Le président argentin Javier Milei a abandonné son projet de supprimer les restrictions sur l’acquisition de terres rurales par des investisseurs étrangers, après une levée de boucliers au Congrès et dans les provinces. Une reculade qui confirme l’extrême volatilité du cadre réglementaire argentin, alors que le pays tente de séduire les capitaux internationaux pour relancer son économie.
Le texte initial, annoncé en juin comme une mesure phare de son plan de libéralisation, prévoyait de lever le plafond de 1 000 hectares par acheteur étranger et de supprimer l’obligation de déclaration préalable. Une simplification radicale qui avait suscité l’inquiétude des gouverneurs des régions agricoles, déjà échaudés par les coupes budgétaires imposées par Buenos Aires. “Les terres sont un actif stratégique, pas une variable d’ajustement”, avait résumé le gouverneur de la province de Córdoba, Martín Llaryora, lors d’une réunion tendue avec les équipes présidentielles fin juillet.

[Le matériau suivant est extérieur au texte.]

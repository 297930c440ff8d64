//! CertificateRequest (RFC 5246 Section 7.4.4, RFC 8446 Section 4.3.2).

use bytes::{BufMut, BytesMut};

use crate::codec::{BufMutExt, Reader};
use crate::error::{Error, Result};
use crate::extensions::{ExtensionContext, Extensions};
use crate::protocol::SignatureScheme;

/// CertificateRequest message, in either version's layout.
#[derive(Debug, Clone, PartialEq, Eq)]
pub enum CertificateRequest {
    /// TLS 1.2 layout
    Tls12 {
        /// ClientCertificateType values
        certificate_types: Vec<u8>,
        /// Acceptable signature schemes
        signature_schemes: Vec<SignatureScheme>,
        /// DER distinguished names of acceptable authorities
        authorities: Vec<Vec<u8>>,
    },
    /// TLS 1.3 layout
    Tls13 {
        /// Context echoed in the client's Certificate
        context: Vec<u8>,
        /// signature_algorithms and friends
        extensions: Extensions,
    },
}

impl CertificateRequest {
    /// Append the body.
    pub fn encode(&self, buf: &mut BytesMut) {
        match self {
            CertificateRequest::Tls12 {
                certificate_types,
                signature_schemes,
                authorities,
            } => {
                buf.put_vec_u8(certificate_types);
                buf.put_nested_u16(|b| {
                    for scheme in signature_schemes {
                        b.put_u16(scheme.to_u16());
                    }
                });
                buf.put_nested_u16(|b| {
                    for name in authorities {
                        b.put_vec_u16(name);
                    }
                });
            },
            CertificateRequest::Tls13 {
                context,
                extensions,
            } => {
                buf.put_vec_u8(context);
                extensions.encode(buf);
            },
        }
    }

    /// Decode a body in the given layout.
    pub fn decode(body: &[u8], tls13: bool) -> Result<Self> {
        let mut r = Reader::new(body);
        let request = if tls13 {
            let context = r.vec_u8()?.to_vec();
            let extensions = Extensions::decode(&mut r, ExtensionContext::CertificateRequest)?;
            if extensions.signature_algorithms().is_none() {
                return Err(Error::MissingExtension("signature_algorithms"));
            }
            CertificateRequest::Tls13 {
                context,
                extensions,
            }
        } else {
            let certificate_types = r.vec_u8()?;
            if certificate_types.is_empty() {
                return Err(Error::decode("empty certificate_types"));
            }
            let mut list = r.sub_u16()?;
            let mut signature_schemes = Vec::new();
            while !list.is_empty() {
                signature_schemes.push(SignatureScheme::from_u16(list.u16()?));
            }
            let mut names = r.sub_u16()?;
            let mut authorities = Vec::new();
            while !names.is_empty() {
                authorities.push(names.vec_u16()?.to_vec());
            }
            CertificateRequest::Tls12 {
                certificate_types: certificate_types.to_vec(),
                signature_schemes,
                authorities,
            }
        };
        r.expect_end("CertificateRequest")?;
        Ok(request)
    }
}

Cette opposition frontale a forcé le gouvernement à revoir sa copie. Selon des sources parlementaires citées par Le Monde, Milei aurait accepté de maintenir le statu quo en échange d’un vote favorable sur son projet de loi omnibus, actuellement en discussion. Un compromis qui laisse planer le doute sur la capacité du pouvoir exécutif à faire adopter ses réformes sans concessions majeures.
Pour les investisseurs, ce revirement est un nouveau signal d’alerte. L’Argentine, qui cherche à attirer 20 milliards de dollars d’investissements étrangers d’ici 2027, voit son risque pays se dégrader. Les tensions diplomatiques récentes avec le Brésil – qui a rappelé son ambassadeur après des propos de Milei qualifiant Lula de “corrompu” – n’ont rien arrangé. Reuters souligne que cette crise a déjà poussé plusieurs fonds brésiliens à geler leurs projets dans le pays.
La visite de la directrice générale du FMI, Kristalina Georgieva, les 27 et 28 juillet, a permis de rassurer partiellement les marchés sur le respect des engagements macroéconomiques. Mais les analystes restent prudents. “L’Argentine reste un pari risqué : les réformes structurelles sont nécessaires, mais leur mise en œuvre dépend d’un équilibre politique fragile”, estime un rapport de la banque d’affaires BTG Pactual publié début août.
Ce contexte complique notamment les projets dans les secteurs minier et énergétique, où les investisseurs étrangers sont traditionnellement majoritaires. Le géant canadien Barrick Gold, présent dans le pays depuis 20 ans, a ainsi annoncé fin juillet un gel de ses investissements dans le projet de cuivre El Pachón, en attendant une clarification du cadre juridique. Une prudence qui contraste avec l’optimisme affiché par Milei lors de sa tournée européenne en juin, où il promettait une “révolution libérale” sans entraves.